Info Edge - Peter Thiel model

The incentive to make best efforts will remain as long as promoter has significant wealth tied to the fortunes of his shareholding. Having a benevolent owner at the helm is necessary, but not sufficient, to ensure management has a long term strategy. It’s not necessary for the owner to run the business themselves, they can always employ capable managers having right values for the job. For the minority shareholders, it is more important to ensure that the owner has integrity, so they wouldn’t try to cheat the minority shareholders in future. The Info Edge promoters do have sufficient holding to act as owner, and this holding represents a significant wealth for them.

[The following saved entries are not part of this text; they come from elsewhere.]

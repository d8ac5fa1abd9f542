//! Gemini Assist CLI
//!
//! Command-line front end for the integration: validate a key, chat with the
//! conversation agent, synthesize and transcribe audio, call services and
//! inspect the options flow.

#![allow(clippy::print_stdout)]

mod audio;
mod host;

use std::{path::PathBuf, sync::Arc};

use anyhow::{Context, bail};
use application::{ConversationInput, ConversationResponse, ports::HostTtsPort};
use clap::{Parser, Subcommand};
use domain::{OptionKey, OptionsMap, SpeechResultState};
use futures::stream;
use infrastructure::{
    AppConfig, Integration, OptionsFlow, OptionsStep, SetupFlow, UserInput, init_logging,
};
use serde_json::Value;

use crate::host::WavFileHost;

/// Gemini Assist CLI
#[derive(Parser)]
#[command(name = "gemini-assist")]
#[command(author, version, about = "Gemini conversation, TTS and STT from the command line", long_about = None)]
struct Cli {
    /// Verbosity level
    #[arg(short, long, action = clap::ArgAction::Count)]
    verbose: u8,

    /// Configuration file (defaults to ./config.toml if present)
    #[arg(short, long, global = true)]
    config: Option<PathBuf>,

    #[command(subcommand)]
    command: Commands,
}

#[derive(Subcommand)]
enum Commands {
    /// Validate an API key the way the setup flow does
    Validate {
        /// API key (falls back to the configured key)
        #[arg(long, env = "GEMINI_API_KEY", hide_env_values = true)]
        api_key: Option<String>,

        /// Entry title
        #[arg(long)]
        name: Option<String>,
    },

    /// List the entities a setup would create
    Entities,

    /// Send one or more chat turns to the conversation agent
    Chat {
        /// Messages, processed in order within one conversation
        #[arg(required = true)]
        messages: Vec<String>,

        /// Conversation id to continue
        #[arg(long)]
        conversation_id: Option<String>,

        /// Language of the turn
        #[arg(short, long)]
        language: Option<String>,
    },

    /// Synthesize speech into a WAV file
    Speak {
        /// Text to speak
        message: String,

        /// Output file
        #[arg(short, long, default_value = "speech.wav")]
        output: PathBuf,

        #[arg(long)]
        voice: Option<String>,

        #[arg(long)]
        style: Option<String>,

        #[arg(long)]
        emotion: Option<String>,

        #[arg(long)]
        pace: Option<String>,

        #[arg(short, long)]
        language: Option<String>,
    },

    /// Transcribe a 16-bit PCM WAV file
    Transcribe {
        /// Input file
        input: PathBuf,

        /// Spoken language
        #[arg(short, long, default_value = "en-US")]
        language: String,
    },

    /// Call an integration service with a JSON payload
    ///
    /// Example: gemini-assist service speak_with_style '{"message": "Hi", "entity_id": "tts.gemini_ai_tts"}'
    Service {
        /// Service name
        name: String,

        /// JSON payload
        #[arg(default_value = "{}")]
        payload: String,

        /// Where `speak_with_style` writes its audio
        #[arg(short, long, default_value = "speech.wav")]
        output: PathBuf,
    },

    /// Show the options menu, a settings screen, or apply changes to it
    Settings {
        /// Screen to show (general, conversation, tts, stt)
        #[arg(long)]
        step: Option<String>,

        /// `key=value` changes for the screen; values are parsed as JSON when possible
        #[arg(long = "set", requires = "step")]
        changes: Vec<String>,
    },
}

/// Determine log filter level from verbosity count
const fn log_filter_from_verbosity(verbose: u8) -> &'static str {
    match verbose {
        0 => "warn",
        1 => "info",
        2 => "debug",
        _ => "trace",
    }
}

fn load_config(path: Option<&PathBuf>) -> anyhow::Result<AppConfig> {
    let config = match path {
        Some(path) => AppConfig::load_from(path),
        None => AppConfig::load(),
    };
    config.context("Failed to load configuration")
}

/// Parse `key=value`, reading the value as JSON and falling back to a string
fn parse_change(change: &str) -> anyhow::Result<(String, Value)> {
    let Some((key, raw)) = change.split_once('=') else {
        bail!("Expected key=value, got '{change}'");
    };
    let value =
        serde_json::from_str(raw).unwrap_or_else(|_| Value::String(raw.to_string()));
    Ok((key.trim().to_string(), value))
}

/// Per-call TTS options from the `speak` flags
fn speak_options(
    voice: Option<String>,
    style: Option<String>,
    emotion: Option<String>,
    pace: Option<String>,
) -> OptionsMap {
    [
        (OptionKey::Voice, voice),
        (OptionKey::Style, style),
        (OptionKey::Emotion, emotion),
        (OptionKey::Pace, pace),
    ]
    .into_iter()
    .filter_map(|(key, value)| value.map(|v| (key.as_str().to_string(), Value::String(v))))
    .collect()
}

fn set_up(config: AppConfig, output: PathBuf) -> anyhow::Result<Integration> {
    let host = Arc::new(WavFileHost::new(output));
    let port: Arc<dyn HostTtsPort> = Arc::<WavFileHost>::clone(&host);
    let integration = Integration::setup(config, port)?;
    host.attach(integration.tts());
    Ok(integration)
}

#[tokio::main]
#[allow(clippy::too_many_lines)]
async fn main() -> anyhow::Result<()> {
    let cli = Cli::parse();

    let mut config = load_config(cli.config.as_ref())?;
    if cli.verbose > 0 {
        config.logging.filter = log_filter_from_verbosity(cli.verbose).to_string();
    }
    init_logging(&config.logging)?;

    match cli.command {
        Commands::Validate { api_key, name } => {
            let api_key = api_key
                .or_else(|| config.entry.api_key_str().map(str::to_string))
                .unwrap_or_default();
            let flow = SetupFlow::new(config.endpoints.clone());
            let input = UserInput {
                api_key,
                name,
                ..UserInput::default()
            };

            match flow.submit(input).await {
                Ok(entry) => println!("✅ API key valid, entry \"{}\" can be created", entry.title),
                Err(e) => {
                    println!("❌ {} ({e})", e.code());
                    std::process::exit(1);
                },
            }
        },

        Commands::Entities => {
            let integration = set_up(config, PathBuf::from("speech.wav"))?;
            println!("📦 Entities:");
            for entity in integration.entities() {
                println!("   {:<32} {}", entity.entity_id, entity.name);
            }
        },

        Commands::Chat {
            messages,
            mut conversation_id,
            language,
        } => {
            let integration = set_up(config, PathBuf::from("speech.wav"))?;
            let agent = integration.conversation();

            for message in messages {
                println!("💬 {message}");
                let result = agent
                    .process(ConversationInput {
                        text: message,
                        language: language.clone(),
                        conversation_id: conversation_id.clone(),
                    })
                    .await;

                match result.response {
                    ConversationResponse::Speech { text } => println!("🤖 {text}\n"),
                    ConversationResponse::Error { code, message } => {
                        println!("❌ {}: {message}\n", code.as_str());
                    },
                }
                conversation_id = result.conversation_id;
            }

            if let Some(id) = conversation_id {
                println!("🧵 Conversation: {id}");
            }
        },

        Commands::Speak {
            message,
            output,
            voice,
            style,
            emotion,
            pace,
            language,
        } => {
            let integration = set_up(config, output.clone())?;
            let options = speak_options(voice, style, emotion, pace);

            let audio = integration
                .tts()
                .get_tts_audio(&message, language.as_deref(), &options)
                .await?;
            tokio::fs::write(&output, &audio.data)
                .await
                .with_context(|| format!("Failed to write {}", output.display()))?;
            println!(
                "🔊 Wrote {} bytes of {} to {}",
                audio.data.len(),
                audio.format,
                output.display()
            );
        },

        Commands::Transcribe { input, language } => {
            let integration = set_up(config, PathBuf::from("speech.wav"))?;
            let Some(stt) = integration.stt() else {
                bail!("Speech-to-text is not configured for this entry");
            };

            let pcm = audio::read_wav(&input, &language)?;
            let result = stt
                .process_audio_stream(&pcm.metadata, stream::iter(pcm.chunks()))
                .await;

            match result.result {
                SpeechResultState::Success => println!("📝 {}", result.text),
                SpeechResultState::Error => {
                    println!("❌ Transcription failed");
                    std::process::exit(1);
                },
            }
        },

        Commands::Service {
            name,
            payload,
            output,
        } => {
            let payload: Value =
                serde_json::from_str(&payload).context("Payload is not valid JSON")?;
            let integration = set_up(config, output.clone())?;
            integration.services().call(&name, payload).await?;
            println!("✅ {name} done");
            if name == "speak_with_style" {
                println!("🔊 Audio written to {}", output.display());
            }
        },

        Commands::Settings { step, changes } => {
            let mut flow = OptionsFlow::new(&config.options);

            let Some(step) = step else {
                println!("⚙️  Settings menu:");
                for step in flow.menu() {
                    println!("   {}", step.as_str());
                }
                println!();
                println!("{}", serde_json::to_string_pretty(&config.effective_settings())?);
                return Ok(());
            };
            let Some(step) = OptionsStep::from_id(&step) else {
                bail!("Unknown settings screen '{step}'");
            };

            if changes.is_empty() {
                println!("{}", serde_json::to_string_pretty(&flow.form(step))?);
            } else {
                let input = changes
                    .iter()
                    .map(|c| parse_change(c))
                    .collect::<anyhow::Result<OptionsMap>>()?;
                let stored = flow.submit(step, &input);
                println!("📋 Stored options ([options] in config.toml):");
                println!("{}", serde_json::to_string_pretty(&stored)?);
            }
        },
    }

    Ok(())
}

Of course promoter has better insight into the business than the average investor. It’s natural to wonder whether promoter buying/selling can be used to make a profitable trading signal. Page and Bajaj Finance are good examples where it worked. But a trading signal must be thoroughly tested to determine if it gives an edge. You must also look at the incidence of deconfirmatory examples. Also, if you decide to use a trading signal, you must use it consistently. You cannot use it sometimes when it support your position, and ignore it otherwise.

I don’t believe promoter buying/selling information obtained from exchange would give any trading edge, as it is easily available information to everyone. Let’s look at Page again, its promoter holding was reduced from 51 to 49 in Mar 2016. Its price in April 2016 was around 12k, and the holding remained constant till June 2018. The price peaked around August 2018 at ~35k. Even after the price fall, the investor/trader is better off ignoring the Mar 2016 stake reduction.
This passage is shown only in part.